INC-130703 · Issue 597254
Operator provisioning on authentication service corrected
Resolved in Pega Version 8.6
When operator provisioning was triggered on user login via authentication service, the error "ModelOperatorName is not valid. Reason: declare page parameters not supported by PropertyReference" was generated. This was traced to optimization work that had been done on the expression evaluation for operator identification, and has been resolved by adding the required GRS Syntax support in the Operator Provisioning section in SAML and OIDC.
INC-211426 · Issue 706059
UI and code changes to support Client Assertion in Open ID Connect
Resolved in Pega Version 8.8
In order to support private_key_jwt, an enhancement has been added which will pass the “Client ID” and “Client assertion” (in the form of a signed JWT) as part of the authorization code grant flow for an IDP-initiated SSO. The Authorization Server will then authenticate Pega (the client) to verify the signature and payload of assertion by retrieving the public key via Pega’s JWKS endpoint.
INC-216053 · Issue 716445
UI and code changes to support Client Assertion in Open ID Connect
Resolved in Pega Version 8.8
In order to support private_key_jwt, an enhancement has been added which will pass the “Client ID” and “Client assertion” (in the form of a signed JWT) as part of the authorization code grant flow for an IDP-initiated SSO. The Authorization Server will then authenticate Pega (the client) to verify the signature and payload of assertion by retrieving the public key via Pega’s JWKS endpoint.
INC-154205 · Issue 618737
Corrected wrap text for Cosmos radio buttons
Resolved in Pega Version 8.6
When using Cosmos, radio buttons with large labels were displayed with the text overlapping even when wrap text was enabled and the radio button placement was incorrect.
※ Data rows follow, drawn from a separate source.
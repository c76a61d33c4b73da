//! HTTP server setup and configuration.
//!
//! # Responsibilities
//! - Create the Axum router: `/health` bypass plus the wildcard pipeline
//!   handler
//! - Wire up middleware (request ID, tracing, CORS, timeout, body limit)
//! - Serve with graceful shutdown
//! - Record per-request metrics

use std::net::SocketAddr;
use std::sync::Arc;
use std::time::{Duration, Instant};

use axum::{
    body::Body,
    extract::{ConnectInfo, DefaultBodyLimit, State},
    http::Request,
    response::{IntoResponse, Response},
    routing::{any, get},
    Json, Router,
};
use serde_json::json;
use tokio::net::TcpListener;
use tower_http::{
    request_id::{PropagateRequestIdLayer, SetRequestIdLayer},
    timeout::TimeoutLayer,
    trace::TraceLayer,
};

use crate::config::GatewayConfig;
use crate::http::forward::Forwarder;
use crate::http::request::MakeRequestUuid;
use crate::lifecycle::Shutdown;
use crate::observability::metrics;
use crate::pipeline::Pipeline;
use crate::routing::RouteTable;
use crate::security::headers::cors_layer;
use crate::security::rate_limit::RateLimiter;

/// Application state injected into handlers.
#[derive(Clone)]
pub struct AppState {
    pub pipeline: Arc<Pipeline>,
}

/// HTTP server for the gateway.
pub struct HttpServer {
    router: Router,
    limiter: Arc<RateLimiter>,
}

impl HttpServer {
    /// Assemble the pipeline and middleware stack from the configuration
    /// and an injected route table.
    pub fn new(config: &GatewayConfig, table: Arc<RouteTable>) -> Self {
        let limiter = Arc::new(RateLimiter::new(
            config.rate_limit.requests,
            Duration::from_secs(config.rate_limit.window_secs),
        ));
        let forwarder = Forwarder::new(Duration::from_secs(config.timeouts.forward_secs));
        let pipeline = Arc::new(Pipeline::new(
            table,
            Arc::clone(&limiter),
            config.jwt_access_secret.clone().into_bytes(),
            forwarder,
        ));

        let router = Self::build_router(config, AppState { pipeline });
        Self { router, limiter }
    }

    fn build_router(config: &GatewayConfig, state: AppState) -> Router {
        Router::new()
            .route("/health", get(health_handler))
            .route("/", any(gateway_handler))
            .route("/{*path}", any(gateway_handler))
            .with_state(state)
            .layer(TimeoutLayer::new(Duration::from_secs(config.timeouts.request_secs)))
            .layer(DefaultBodyLimit::max(config.max_body_bytes))
            .layer(cors_layer(&config.cors))
            .layer(PropagateRequestIdLayer::x_request_id())
            .layer(TraceLayer::new_for_http())
            .layer(SetRequestIdLayer::x_request_id(MakeRequestUuid))
    }

    /// Run the server until the shutdown signal fires.
    pub async fn run(self, listener: TcpListener, shutdown: &Shutdown) -> std::io::Result<()> {
        let addr = listener.local_addr()?;
        tracing::info!(address = %addr, "gateway listening");

        self.limiter.spawn_sweeper(shutdown.subscribe());

        let mut rx = shutdown.subscribe();
        let app = self
            .router
            .into_make_service_with_connect_info::<SocketAddr>();
        axum::serve(listener, app)
            .with_graceful_shutdown(async move {
                let _ = rx.recv().await;
            })
            .await?;

        tracing::info!("gateway stopped");
        Ok(())
    }
}

/// Liveness probe; bypasses the pipeline entirely.
async fn health_handler() -> impl IntoResponse {
    Json(json!({ "status": "healthy", "service": "api-gateway" }))
}

/// Every non-health request funnels through here into the pipeline.
async fn gateway_handler(
    State(state): State<AppState>,
    ConnectInfo(peer): ConnectInfo<SocketAddr>,
    request: Request<Body>,
) -> Response {
    let start = Instant::now();
    let method = request.method().to_string();

    let response = match state.pipeline.handle(peer, request).await {
        Ok(response) => response.into_response(),
        Err(err) => err.into_response(),
    };

    metrics::record_request(&method, response.status().as_u16(), start);
    response
}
This was traced to a height of 32px being set as the default, overriding the wrap text setting, and has been resolved by adding CSS to set the height as auto when wrap text on radio label is used.
INC-176138 · Issue 723084
Performance improvements for save-as
Resolved in Pega Version 8.8
Performance issues were seen when using save-as for rules such as Declare expression, When rules, activity, etc. This was traced to a very large number of extra database queries that were being executed while building the Declarative Cache. To resolve this, an update has been made so the queries used for the Declarative Cache will only be executed when required.
INC-198555 · Issue 720899
Performance improvements for save-as
Resolved in Pega Version 8.8
Performance issues were seen when using save-as for rules such as Declare expression, When rules, activity, etc. This was traced to a very large number of extra database queries that were being executed while building the Declarative Cache. To resolve this, an update has been made so the queries used for the Declarative Cache will only be executed when required.
INC-225788 · Issue 728057
Performance improvements for save-as
Resolved in Pega Version 8.8
Performance issues were seen when using save-as for rules such as Declare expression, When rules, activity, etc. This was traced to a very large number of extra database queries that were being executed while building the Declarative Cache. To resolve this, an update has been made so the queries used for the Declarative Cache will only be executed when required.
INC-226764 · Issue 745051
Performance improvements for save-as
Resolved in Pega Version 8.8
Performance issues were seen when using save-as for rules such as Declare expression, When rules, activity, etc. This was traced to a very large number of extra database queries that were being executed while building the Declarative Cache. To resolve this, an update has been made so the queries used for the Declarative Cache will only be executed when required.